The fact that many of the ERGO tumor-associated E2F-responsive genes are “simultaneously” overexpressed in different tumor samples, and in different tumor types, raises interesting questions regarding the mechanisms underlying this phenomenon. Did these changes occur sequentially, one gene at a time in each tumor, or did they occur as a consequence of the activation of a multigene expression program? The latter possibility is speculative, but it is appealing, if only because it is parsimonious. Moreover, Rb is known to recruit histone deacetylase 1, a histone-modifying enzyme.⁴⁰^,⁴¹ Both Rb and E2F participate in multiprotein complexes that alter chromatin and can affect E2F-dependent gene expression⁴²^–⁴⁴ at multiple sites. The examination of patterns of E2F-responsive gene expression in multiple contiguous samples from individual tumors may shed light on this issue.

The findings of the present study have potential clinical applications in diagnosis, prognosis, and therapy. With regard to therapeutic targeting, overexpressed E2F-responsive genes that are associated with ERGO tumors are an unusually well-suited group of potential candidate genes for targeted therapy. Their provenance as defining genes for the ERGO tumor subset, and the recurring patterns of their derangement in different tumors at the same organ site and at a different organ site would assign them substantial importance as potential drivers of malignant progression. The fact that most of these overexpressed genes are involved in DNA synthesis, DNA repair, or mitosis, and especially the last, makes these genes especially attractive as cancer therapeutic targets.

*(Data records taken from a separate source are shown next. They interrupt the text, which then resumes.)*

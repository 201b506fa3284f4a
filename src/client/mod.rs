//! WordPress REST API client.
//!
//! A blocking client for `/wp-json/wp/v2/...` that:
//!
//! - follows page-based pagination (`page`/`per_page` + `X-WP-TotalPages`)
//! - sends HTTP Basic auth when application-password credentials are set
//! - runs every fetched record through the model factory, so callers only
//!   ever see populated, type-appropriate models

use clap::ValueEnum;
use reqwest::blocking::{Client, RequestBuilder};
use serde_json::{Map, Value};

use crate::error::AppError;
use crate::models::{ClassOverride, Model, factory};

const API_PREFIX: &str = "wp-json/wp/v2";
/// Server-side cap on `per_page`.
const MAX_PER_PAGE: usize = 100;

/// Built-in resource collections the CLI can fetch.
#[derive(Debug, Clone, Copy, PartialEq, Eq, ValueEnum)]
pub enum Resource {
    Posts,
    Pages,
    Users,
    Categories,
    Tags,
    Media,
    Taxonomies,
    Types,
}

impl Resource {
    pub fn route(self) -> &'static str {
        match self {
            Self::Posts => "posts",
            Self::Pages => "pages",
            Self::Users => "users",
            Self::Categories => "categories",
            Self::Tags => "tags",
            Self::Media => "media",
            Self::Taxonomies => "taxonomies",
            Self::Types => "types",
        }
    }
}

/// Collection query options.
#[derive(Debug, Clone)]
pub struct ListQuery {
    /// Items per request page (clamped to the server cap).
    pub per_page: usize,
    /// Stop after this many items in total; `None` fetches everything.
    pub limit: Option<usize>,
    /// Full-text search term passed through to the API.
    pub search: Option<String>,
}

impl Default for ListQuery {
    fn default() -> Self {
        Self {
            per_page: 20,
            limit: None,
            search: None,
        }
    }
}

/// One fetched page of a collection.
struct PageChunk {
    records: Vec<Map<String, Value>>,
    total_pages: Option<usize>,
    /// The body was a name-keyed object (`/types`, `/taxonomies`) rather
    /// than an array; such collections arrive whole.
    keyed: bool,
}

pub struct WpClient {
    client: Client,
    base_url: String,
    auth: Option<(String, String)>,
}

impl WpClient {
    /// Build a client from `WP_URL` (+ optional `WP_USER`/`WP_APP_PASSWORD`)
    /// in the environment or a `.env` file.
    pub fn from_env() -> Result<Self, AppError> {
        dotenvy::dotenv().ok();
        let base_url = std::env::var("WP_URL")
            .map_err(|_| AppError::config("Missing WP_URL in environment (.env)."))?;
        let auth = match (std::env::var("WP_USER"), std::env::var("WP_APP_PASSWORD")) {
            (Ok(user), Ok(password)) => Some((user, password)),
            _ => None,
        };
        Ok(Self::new(base_url, auth))
    }

    pub fn new(base_url: impl Into<String>, auth: Option<(String, String)>) -> Self {
        Self {
            client: Client::new(),
            base_url: normalize_base_url(base_url.into()),
            auth,
        }
    }

    /// Fetch a collection, following pagination, classifying every record.
    pub fn list(&self, resource: Resource, query: &ListQuery) -> Result<Vec<Model>, AppError> {
        self.list_as(resource, query, None)
    }

    /// `list`, with a classification override applied to every record.
    pub fn list_as(
        &self,
        resource: Resource,
        query: &ListQuery,
        class_override: Option<&ClassOverride>,
    ) -> Result<Vec<Model>, AppError> {
        let records = self.fetch_collection(resource.route(), query)?;
        Ok(records.iter().map(|r| factory::create(r, class_override)).collect())
    }

    /// Fetch and classify a single resource by id.
    pub fn get(&self, resource: Resource, id: u64) -> Result<Model, AppError> {
        self.get_as(resource, id, None)
    }

    /// `get`, with a classification override.
    pub fn get_as(
        &self,
        resource: Resource,
        id: u64,
        class_override: Option<&ClassOverride>,
    ) -> Result<Model, AppError> {
        let route = format!("{}/{id}", resource.route());
        let resp = self
            .request(&route)
            .send()
            .map_err(|e| AppError::remote(format!("Request to {route} failed: {e}")))?;
        if !resp.status().is_success() {
            return Err(AppError::remote(format!(
                "Request to {route} failed with status {}.",
                resp.status()
            )));
        }
        let body: Value = resp
            .json()
            .map_err(|e| AppError::remote(format!("Failed to parse response from {route}: {e}")))?;
        match body {
            Value::Object(record) => Ok(factory::create(&record, class_override)),
            other => Err(AppError::remote(format!(
                "Expected a JSON object from {route}, got {}.",
                json_kind(&other)
            ))),
        }
    }

    fn fetch_collection(&self, route: &str, query: &ListQuery) -> Result<Vec<Map<String, Value>>, AppError> {
        let per_page = query.per_page.clamp(1, MAX_PER_PAGE);
        let mut out = Vec::new();
        let mut page = 1;

        loop {
            let chunk = self.fetch_page(route, page, per_page, query.search.as_deref())?;
            let is_last = is_last_page(&chunk, page, per_page);
            out.extend(chunk.records);

            if let Some(limit) = query.limit {
                if out.len() >= limit {
                    out.truncate(limit);
                    break;
                }
            }
            if is_last {
                break;
            }
            page += 1;
        }

        Ok(out)
    }

    fn fetch_page(
        &self,
        route: &str,
        page: usize,
        per_page: usize,
        search: Option<&str>,
    ) -> Result<PageChunk, AppError> {
        let mut req = self
            .request(route)
            .query(&[("page", page.to_string()), ("per_page", per_page.to_string())]);
        if let Some(term) = search {
            req = req.query(&[("search", term)]);
        }

        let resp = req
            .send()
            .map_err(|e| AppError::remote(format!("Request to {route} failed: {e}")))?;
        if !resp.status().is_success() {
            return Err(AppError::remote(format!(
                "Request to {route} failed with status {}.",
                resp.status()
            )));
        }

        let total_pages = resp
            .headers()
            .get("x-wp-totalpages")
            .and_then(|v| v.to_str().ok())
            .and_then(|v| v.parse().ok());

        let body: Value = resp
            .json()
            .map_err(|e| AppError::remote(format!("Failed to parse response from {route}: {e}")))?;
        let (records, keyed) = collection_records(body);

        Ok(PageChunk {
            records,
            total_pages,
            keyed,
        })
    }

    fn request(&self, route: &str) -> RequestBuilder {
        let mut req = self.client.get(format!("{}/{API_PREFIX}/{route}", self.base_url));
        if let Some((user, password)) = &self.auth {
            req = req.basic_auth(user, Some(password));
        }
        req
    }
}

fn normalize_base_url(mut url: String) -> String {
    while url.ends_with('/') {
        url.pop();
    }
    url
}

/// Split a collection body into records. Most routes serve arrays; `/types`
/// and `/taxonomies` serve one object keyed by resource name.
fn collection_records(body: Value) -> (Vec<Map<String, Value>>, bool) {
    match body {
        Value::Array(items) => (items.into_iter().filter_map(into_object).collect(), false),
        Value::Object(map) => (map.into_values().filter_map(into_object).collect(), true),
        _ => (Vec::new(), false),
    }
}

fn into_object(value: Value) -> Option<Map<String, Value>> {
    match value {
        Value::Object(map) => Some(map),
        _ => None,
    }
}

/// Whether `page` was the last page worth fetching.
fn is_last_page(chunk: &PageChunk, page: usize, per_page: usize) -> bool {
    if chunk.keyed || chunk.records.is_empty() {
        return true;
    }
    match chunk.total_pages {
        Some(total) => page >= total,
        // No pagination header: a short page is the only stop signal left.
        None => chunk.records.len() < per_page,
    }
}

fn json_kind(value: &Value) -> &'static str {
    match value {
        Value::Null => "null",
        Value::Bool(_) => "a boolean",
        Value::Number(_) => "a number",
        Value::String(_) => "a string",
        Value::Array(_) => "an array",
        Value::Object(_) => "an object",
    }
}

#[cfg(test)]
mod tests {
    use super::*;
    use serde_json::json;

    fn chunk(n: usize, total_pages: Option<usize>, keyed: bool) -> PageChunk {
        PageChunk {
            records: vec![Map::new(); n],
            total_pages,
            keyed,
        }
    }

    #[test]
    fn base_url_trailing_slashes_are_trimmed() {
        assert_eq!(normalize_base_url("https://example.com/".into()), "https://example.com");
        assert_eq!(normalize_base_url("https://example.com".into()), "https://example.com");
    }

    #[test]
    fn array_bodies_become_records() {
        let (records, keyed) = collection_records(json!([{"id": 1}, {"id": 2}, "junk"]));
        assert_eq!(records.len(), 2);
        assert!(!keyed);
    }

    #[test]
    fn keyed_bodies_flatten_to_their_members() {
        let body = json!({
            "category": {"name": "Categories", "hierarchical": true},
            "post_tag": {"name": "Tags", "hierarchical": false}
        });
        let (records, keyed) = collection_records(body);
        assert_eq!(records.len(), 2);
        assert!(keyed);
    }

    #[test]
    fn pagination_stops_on_header_short_page_or_keyed_body() {
        // Header-driven.
        assert!(!is_last_page(&chunk(10, Some(3), false), 1, 10));
        assert!(is_last_page(&chunk(10, Some(3), false), 3, 10));
        // No header: a short page is the stop signal.
        assert!(!is_last_page(&chunk(10, None, false), 1, 10));
        assert!(is_last_page(&chunk(4, None, false), 1, 10));
        // Keyed collections arrive whole.
        assert!(is_last_page(&chunk(30, None, true), 1, 10));
        // An empty page never continues, header or not.
        assert!(is_last_page(&chunk(0, Some(9), false), 1, 10));
    }

    #[test]
    fn routes_match_the_rest_api() {
        assert_eq!(Resource::Posts.route(), "posts");
        assert_eq!(Resource::Media.route(), "media");
        assert_eq!(Resource::Types.route(), "types");
    }
}
//! Content type model (`post`, `page`, `attachment`, and custom types).

use serde::Serialize;
use serde_json::{Map, Value};

use crate::models::fields;

#[derive(Debug, Clone, Default, PartialEq, Serialize)]
pub struct PostType {
    #[serde(skip_serializing_if = "Option::is_none")]
    pub name: Option<String>,
    #[serde(skip_serializing_if = "Option::is_none")]
    pub slug: Option<String>,
    #[serde(skip_serializing_if = "Option::is_none")]
    pub description: Option<String>,
    #[serde(skip_serializing_if = "Option::is_none")]
    pub hierarchical: Option<bool>,
    #[serde(skip_serializing_if = "Option::is_none")]
    pub has_archive: Option<bool>,
    /// Taxonomies attached to this content type.
    #[serde(skip_serializing_if = "Option::is_none")]
    pub taxonomies: Option<Vec<String>>,
    #[serde(skip_serializing_if = "Option::is_none")]
    pub icon: Option<String>,
    #[serde(skip_serializing_if = "Option::is_none")]
    pub rest_base: Option<String>,
    #[serde(skip_serializing_if = "Option::is_none")]
    pub rest_namespace: Option<String>,

    /// Fields the declared schema doesn't know about.
    #[serde(flatten)]
    pub extra: Map<String, Value>,
}

impl PostType {
    pub(crate) fn assign(&mut self, name: &str, value: Value) {
        match name {
            "name" => fields::set_string(&mut self.name, &mut self.extra, name, value),
            "slug" => fields::set_string(&mut self.slug, &mut self.extra, name, value),
            "description" => fields::set_string(&mut self.description, &mut self.extra, name, value),
            "hierarchical" => fields::set_bool(&mut self.hierarchical, &mut self.extra, name, value),
            "has_archive" => fields::set_bool(&mut self.has_archive, &mut self.extra, name, value),
            "taxonomies" => fields::set_strings(&mut self.taxonomies, &mut self.extra, name, value),
            "icon" => fields::set_string(&mut self.icon, &mut self.extra, name, value),
            "rest_base" => fields::set_string(&mut self.rest_base, &mut self.extra, name, value),
            "rest_namespace" => fields::set_string(&mut self.rest_namespace, &mut self.extra, name, value),
            _ => {
                self.extra.insert(name.to_string(), value);
            }
        }
    }
}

Our novel finding that multiple members of a group of E2F-responsive genes are overexpressed simultaneously in “each” ERGO tumor makes it possible to focus on appropriate targets, consider new strategies for combining targeted therapies, and identify the specific subsets of patients who are most likely to benefit from specific multitarget treatment regimens. This focuses attention on a circumscribed, but relatively long list of potential target genes that share similar critical functions required for cell proliferation. While the ERGO phenotype itself is restricted to a relatively small subset of human breast cancers (20–30%), multiple therapeutic targets of interest would be expected to occur together in the same tumors. Therefore, it might be feasible to develop optimized combinations of targeted agents in advance, with the expectation that substantial numbers of patients could still benefit from a particular combination. Similarly, the substantial overlap in overexpression of ERGO tumor–associated E2F-responsive genes across organ sites of tumor origin (~30%) might be expected to further increase the number of potential candidates that might respond to a particular multitargeted drug combination.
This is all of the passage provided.